Vatan Partisi'nden YSK'ya Abdullah Zeydan başvurusu! "YSK gerekçeli kararıyla Cumhuriyet hukukunu katletmiştir"

YSK, Abdullah Zeydan'a Van Büyükşehir Belediye Başkanlığı mazbatasının verilmesine karar verdi. Gerekçeli kararın açıklanmasının üzerine Vatan Partisi, Abdullah Zeydan'a mazbata veren karara karşı YSK'ya başvuruda bulundu. Başvurunun ardından basına konuşan Vatan Partisi Genel Başkan Yardımcısı Utku Reyhan şunları söyledi:

"Geçtiğimiz cuma günü Van'daki Büyükşehir Belediye Başkanlığı mazbatasının yeniden incelenmesi ile ilgili YSK'ya başvurmuştur. Hatırlanacağı üzere YKS, Van İl Seçim Kurulu'nun kararını bozarak mazbatayı Abdullah Zeydan'a vermişti. Cuma günü Vatan Partisi Hukuk Bürosu olarak yaptığımız başvuruda bu kararın açıkça hukuka, hatta Anayasa'ya aykırı olduğunu belirtmiştik. Bu başvurumuzun ardından gerekçeli karar açıklandı. Gerekçeli kararı gördükten sonra mevcut başvurumuza ek yapma ihtiyacı duyduk. Bunun iki sebebi var. Öncelikle şunu söyleyelim, YSK gerekçeli kararıyla Cumhuriyet Hukuku'nu bir kere daha katletmiştir. İki maddede özetleyeceğiz."

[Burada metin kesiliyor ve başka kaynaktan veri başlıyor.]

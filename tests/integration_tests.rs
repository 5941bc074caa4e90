//! Integration tests for nametidy
//!
//! These tests run the library the way the command-line front end does,
//! against real temporary directory trees.
//!
//! Test categories:
//! 1. Finding files
//! 2. Live organization
//! 3. Dry-run mode
//! 4. Batch mappings
//! 5. Edge cases and error scenarios

use nametidy::cli::{BatchCommand, parse_mappings, run_batch};
use nametidy::{FileOrganizer, MoveOutcome, OrganizerConfig, find_files_with_pattern};
use std::fs::{self, File};
use std::io::Write;
use std::path::{Path, PathBuf};
use tempfile::TempDir;

// ============================================================================
// Test Utilities
// ============================================================================

/// A temporary directory with helpers for building file trees.
struct TestFixture {
    temp_dir: TempDir,
}

impl TestFixture {
    fn new() -> Self {
        let temp_dir = TempDir::new().expect("Failed to create temp directory");
        TestFixture { temp_dir }
    }

    fn path(&self) -> &Path {
        self.temp_dir.path()
    }

    /// Create a file (and its parent directories) with text content.
    fn create_text_file(&self, rel_path: &str, content: &str) {
        let file_path = self.path().join(rel_path);
        if let Some(parent) = file_path.parent() {
            fs::create_dir_all(parent).expect("Failed to create parent directory");
        }
        let mut file = File::create(&file_path).expect("Failed to create file");
        file.write_all(content.as_bytes())
            .expect("Failed to write file content");
    }

    fn create_subdir(&self, rel_path: &str) {
        fs::create_dir_all(self.path().join(rel_path)).expect("Failed to create subdirectory");
    }

    fn organizer(&self, dry_run: bool) -> FileOrganizer {
        FileOrganizer::new(
            OrganizerConfig::new(self.path(), None, dry_run).expect("Failed to build config"),
        )
    }

    fn assert_dir_exists(&self, rel_path: &str) {
        let path = self.path().join(rel_path);
        assert!(path.is_dir(), "Directory should exist: {}", path.display());
    }

    fn assert_file_exists(&self, rel_path: &str) {
        let path = self.path().join(rel_path);
        assert!(path.is_file(), "File should exist: {}", path.display());
    }

    fn assert_file_not_exists(&self, rel_path: &str) {
        let path = self.path().join(rel_path);
        assert!(!path.exists(), "File should not exist: {}", path.display());
    }

    fn read(&self, rel_path: &str) -> String {
        fs::read_to_string(self.path().join(rel_path)).expect("Failed to read file")
    }

    /// All files under the fixture, relative and sorted.
    fn list_files_recursive(&self) -> Vec<PathBuf> {
        let mut files = Vec::new();
        Self::walk_dir(self.path(), &mut files);
        let mut relative: Vec<PathBuf> = files
            .into_iter()
            .map(|p| p.strip_prefix(self.path()).unwrap().to_path_buf())
            .collect();
        relative.sort();
        relative
    }

    fn walk_dir(dir: &Path, files: &mut Vec<PathBuf>) {
        if let Ok(entries) = fs::read_dir(dir) {
            for entry in entries.flatten() {
                let path = entry.path();
                if path.is_file() {
                    files.push(path);
                } else if path.is_dir() {
                    Self::walk_dir(&path, files);
                }
            }
        }
    }

    /// The three-file setup used by most scenarios.
    fn with_reports() -> Self {
        let fixture = Self::new();
        fixture.create_text_file("report_jan.txt", "january");
        fixture.create_text_file("report_feb.txt", "february");
        fixture.create_text_file("notes.txt", "notes");
        fixture
    }
}

fn sorted_names(paths: &[PathBuf]) -> Vec<String> {
    let mut names: Vec<String> = paths
        .iter()
        .map(|p| p.file_name().unwrap().to_string_lossy().to_string())
        .collect();
    names.sort();
    names
}

// ============================================================================
// Test Suite 1: Finding Files
// ============================================================================

#[test]
fn test_find_recursive_returns_only_matching_files_at_every_depth() {
    let fixture = TestFixture::new();
    fixture.create_text_file("Lecture_01.pdf", "");
    fixture.create_text_file("week1/lecture_02.pdf", "");
    fixture.create_text_file("week1/extra/deep/LECTURE_03.pdf", "");
    fixture.create_text_file("week1/homework.pdf", "");
    fixture.create_subdir("lecture_archive");

    let found = find_files_with_pattern(fixture.path(), "lecture", true).unwrap();

    assert_eq!(
        sorted_names(&found),
        vec!["LECTURE_03.pdf", "Lecture_01.pdf", "lecture_02.pdf"]
    );
    for path in &found {
        assert!(path.is_absolute());
        assert!(path.is_file());
    }
}

#[test]
fn test_find_empty_pattern_non_recursive_lists_direct_files() {
    let fixture = TestFixture::new();
    fixture.create_text_file("a.txt", "");
    fixture.create_text_file("b.md", "");
    fixture.create_text_file("nested/c.txt", "");

    let found = find_files_with_pattern(fixture.path(), "", false).unwrap();

    assert_eq!(sorted_names(&found), vec!["a.txt", "b.md"]);
}

#[test]
fn test_find_does_not_mutate_anything() {
    let fixture = TestFixture::with_reports();
    let before = fixture.list_files_recursive();

    fixture.organizer(false).find_files_with_pattern("report", true).unwrap();

    assert_eq!(fixture.list_files_recursive(), before);
}

// ============================================================================
// Test Suite 2: Live Organization
// ============================================================================

#[test]
fn test_organize_reports_scenario() {
    let fixture = TestFixture::with_reports();

    let report = fixture
        .organizer(false)
        .organize_files("report", Some("Reports"))
        .unwrap();

    assert_eq!(report.moved(), 2);
    fixture.assert_dir_exists("Reports");
    fixture.assert_file_exists("Reports/report_jan.txt");
    fixture.assert_file_exists("Reports/report_feb.txt");
    fixture.assert_file_exists("notes.txt");
    fixture.assert_file_not_exists("report_jan.txt");
    fixture.assert_file_not_exists("report_feb.txt");
}

#[test]
fn test_moved_count_matches_relocated_files_with_same_content() {
    let fixture = TestFixture::new();
    fixture.create_text_file("inv_1.txt", "one");
    fixture.create_text_file("a/inv_2.txt", "two");
    fixture.create_text_file("a/b/INV_3.txt", "three");

    let report = fixture
        .organizer(false)
        .organize_files("inv_", Some("Invoices"))
        .unwrap();

    let mut relocated = 0;
    for outcome in &report.outcomes {
        if let MoveOutcome::Moved { from, to } = outcome {
            assert!(!from.exists());
            assert!(to.is_file());
            relocated += 1;
        }
    }
    assert_eq!(report.moved(), 3);
    assert_eq!(relocated, 3);
    assert_eq!(fixture.read("Invoices/inv_1.txt"), "one");
    assert_eq!(fixture.read("Invoices/inv_2.txt"), "two");
    assert_eq!(fixture.read("Invoices/INV_3.txt"), "three");
}

#[test]
fn test_organize_into_separate_destination() {
    let fixture = TestFixture::with_reports();
    let dest = TempDir::new().expect("Failed to create temp directory");
    let config = OrganizerConfig::new(fixture.path(), Some(dest.path()), false).unwrap();

    let report = FileOrganizer::new(config)
        .organize_files("report", None)
        .unwrap();

    assert_eq!(report.moved(), 2);
    assert!(dest.path().join("report/report_jan.txt").is_file());
    assert!(dest.path().join("report/report_feb.txt").is_file());
    fixture.assert_file_not_exists("report");
}

#[test]
fn test_second_run_skips_files_already_in_place() {
    let fixture = TestFixture::with_reports();
    let organizer = fixture.organizer(false);

    let first = organizer.organize_files("report", Some("Reports")).unwrap();
    let second = organizer.organize_files("report", Some("Reports")).unwrap();

    assert_eq!(first.moved(), 2);
    assert_eq!(second.moved(), 0);
    assert_eq!(second.skipped(), 2);
    assert_eq!(fixture.read("Reports/report_jan.txt"), "january");
    assert_eq!(fixture.list_files_recursive().len(), 3);
}

#[test]
fn test_nested_target_folder_name_is_used_verbatim() {
    let fixture = TestFixture::with_reports();

    let report = fixture
        .organizer(false)
        .organize_files("report", Some("archive/2024"))
        .unwrap();

    assert_eq!(report.moved(), 2);
    fixture.assert_file_exists("archive/2024/report_jan.txt");
}

// ============================================================================
// Test Suite 3: Dry-Run Mode
// ============================================================================

#[test]
fn test_dry_run_reports_scenario() {
    let fixture = TestFixture::with_reports();

    let report = fixture
        .organizer(true)
        .organize_files("report", Some("Reports"))
        .unwrap();

    assert_eq!(report.moved(), 0);
    assert_eq!(report.planned(), 2);
    fixture.assert_file_exists("report_jan.txt");
    fixture.assert_file_exists("report_feb.txt");
    fixture.assert_file_exists("notes.txt");
    fixture.assert_file_not_exists("Reports");
}

#[test]
fn test_dry_run_twice_is_identical_and_non_mutating() {
    let fixture = TestFixture::with_reports();
    let organizer = fixture.organizer(true);
    let before = fixture.list_files_recursive();

    let planned = |report: &nametidy::OrganizeReport| -> Vec<(PathBuf, PathBuf)> {
        let mut moves: Vec<_> = report
            .outcomes
            .iter()
            .filter_map(|o| match o {
                MoveOutcome::Planned { from, to } => Some((from.clone(), to.clone())),
                _ => None,
            })
            .collect();
        moves.sort();
        moves
    };

    let first = organizer.organize_files("report", Some("Reports")).unwrap();
    let second = organizer.organize_files("report", Some("Reports")).unwrap();

    assert_eq!(planned(&first), planned(&second));
    assert_eq!(planned(&first).len(), 2);
    assert_eq!(fixture.list_files_recursive(), before);
}

#[test]
fn test_dry_run_batch_leaves_tree_untouched() {
    let fixture = TestFixture::with_reports();
    let before = fixture.list_files_recursive();
    let command = BatchCommand {
        source_dir: fixture.path().to_path_buf(),
        patterns: vec!["notes".to_string()],
        maps: vec!["report:Reports".to_string()],
        dry_run: true,
        ..Default::default()
    };

    let summary = run_batch(&command).unwrap();

    assert_eq!(summary.total_moved(), 0);
    assert_eq!(fixture.list_files_recursive(), before);
    fixture.assert_file_not_exists("Reports");
    fixture.assert_file_not_exists("notes");
}

// ============================================================================
// Test Suite 4: Batch Mappings
// ============================================================================

#[test]
fn test_batch_runs_patterns_and_maps() {
    let fixture = TestFixture::new();
    fixture.create_text_file("lcsw_intro.txt", "");
    fixture.create_text_file("lec_1.txt", "");
    fixture.create_text_file("lec_2.txt", "");
    let command = BatchCommand {
        source_dir: fixture.path().to_path_buf(),
        patterns: vec!["lcsw".to_string()],
        maps: vec!["lec_:Lecture_Notes".to_string()],
        ..Default::default()
    };

    let summary = run_batch(&command).unwrap();

    assert_eq!(summary.counts.get("lcsw"), Some(&1));
    assert_eq!(summary.counts.get("lec_"), Some(&2));
    fixture.assert_file_exists("lcsw/lcsw_intro.txt");
    fixture.assert_file_exists("Lecture_Notes/lec_1.txt");
    fixture.assert_file_exists("Lecture_Notes/lec_2.txt");
}

#[test]
fn test_malformed_mapping_does_not_block_others() {
    let fixture = TestFixture::new();
    fixture.create_text_file("a_file.txt", "");
    fixture.create_text_file("b_file.txt", "");
    let command = BatchCommand {
        source_dir: fixture.path().to_path_buf(),
        maps: vec![
            "a_:FolderA".to_string(),
            "malformed".to_string(),
            "b_:FolderB".to_string(),
        ],
        ..Default::default()
    };

    let summary = run_batch(&command).unwrap();

    assert_eq!(summary.counts.get("a_"), Some(&1));
    assert_eq!(summary.counts.get("b_"), Some(&1));
    assert!(!summary.counts.contains_key("malformed"));
    fixture.assert_file_exists("FolderA/a_file.txt");
    fixture.assert_file_exists("FolderB/b_file.txt");
}

#[test]
fn test_mapping_with_extra_colons_keeps_rest_as_folder() {
    let (mappings, invalid) = parse_mappings(&["a:FolderA", "bad:mapping::x"]);

    assert!(invalid.is_empty());
    let entries: Vec<_> = mappings.iter().collect();
    assert_eq!(entries, vec![("a", "FolderA"), ("bad", "mapping::x")]);
}

#[test]
fn test_empty_mapping_result_does_not_stop_next() {
    let fixture = TestFixture::new();
    fixture.create_text_file("keep_me.txt", "");
    let (mappings, _) = parse_mappings(&["nothing:Empty", "keep:Kept"]);

    let summary = fixture.organizer(false).organize_multiple_patterns(&mappings);

    assert_eq!(summary.counts.get("nothing"), Some(&0));
    assert_eq!(summary.counts.get("keep"), Some(&1));
    assert!(summary.failures.is_empty());
    fixture.assert_dir_exists("Empty");
    fixture.assert_file_exists("Kept/keep_me.txt");
}

// ============================================================================
// Test Suite 5: Edge Cases and Error Scenarios
// ============================================================================

#[test]
fn test_batch_with_missing_source_is_an_error() {
    let fixture = TestFixture::new();
    let command = BatchCommand {
        source_dir: fixture.path().join("does_not_exist"),
        patterns: vec!["x".to_string()],
        ..Default::default()
    };

    let result = run_batch(&command);

    assert!(result.is_err());
    assert!(result.unwrap_err().contains("not a valid directory"));
    fixture.assert_file_not_exists("does_not_exist");
}

#[test]
fn test_blocked_destination_fails_only_that_file() {
    let fixture = TestFixture::with_reports();
    fixture.create_text_file("Reports/report_jan.txt/blocker", "");

    let report = fixture
        .organizer(false)
        .organize_files("report", Some("Reports"))
        .unwrap();

    assert_eq!(report.failed(), 1);
    assert_eq!(report.moved(), 1);
    fixture.assert_file_exists("report_jan.txt");
    fixture.assert_file_exists("Reports/report_feb.txt");
}

#[test]
fn test_special_characters_in_names() {
    let fixture = TestFixture::new();
    fixture.create_text_file("Résumé final (v2).txt", "cv");
    fixture.create_text_file("résumé draft.txt", "draft");

    let report = fixture
        .organizer(false)
        .organize_files("RÉSUMÉ", Some("CV"))
        .unwrap();

    assert_eq!(report.moved(), 2);
    fixture.assert_file_exists("CV/Résumé final (v2).txt");
    fixture.assert_file_exists("CV/résumé draft.txt");
}

#[test]
fn test_no_matches_still_creates_target_in_live_mode() {
    let fixture = TestFixture::with_reports();

    let report = fixture
        .organizer(false)
        .organize_files("zzz", Some("Nothing"))
        .unwrap();

    assert_eq!(report.moved(), 0);
    assert!(report.outcomes.is_empty());
    fixture.assert_dir_exists("Nothing");
}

"YEDEK ÜYELERİN KARARA KATILMASI ANAYASA'YA AYKIRIDIR"

"Birincisi YSK, anılan kararı 11 üye ile almıştır. YSK, 7 asıl 4 yedek üyeden oluşmaktadır ve kararlarını 7 üye ile almak zorundadır. Fakat YSK, Anayasa'da tarif edilen oluşumunun aksine 7 üyeyle değil 11 üyeyle karar alarak açıkça Anayasa'nın hükmünü çiğnemiştir. Çünkü Anayasa'nın YSK'yı düzenleyen 79. maddesinde kurulun 7 asil ve 4 yedek üyeden oluştuğu belirtilmektedir. Dolayısıyla karar sayısı 7'dir. 11 üye ile karar alınması açıkça Anayasa'ya aykırıdır. Nitekim AYM'nin daha önce kendisi ile ilgili yedek üyelerin kararlara katılımıyla ilgili çok açık bir iptal kararı vardır. Dolayısıyla benzer yapıda olan kurulların yedek üyelerinin toplantılara katılması, bunun da ötesinde oy vermesi, kararlara katılması kesinlikle Anayasa'ya aykırıdır. Dolayısıyla YSK'nın Abdullah Zeydan'a mazbatayı yeniden veren kararı hukuk dışıdır."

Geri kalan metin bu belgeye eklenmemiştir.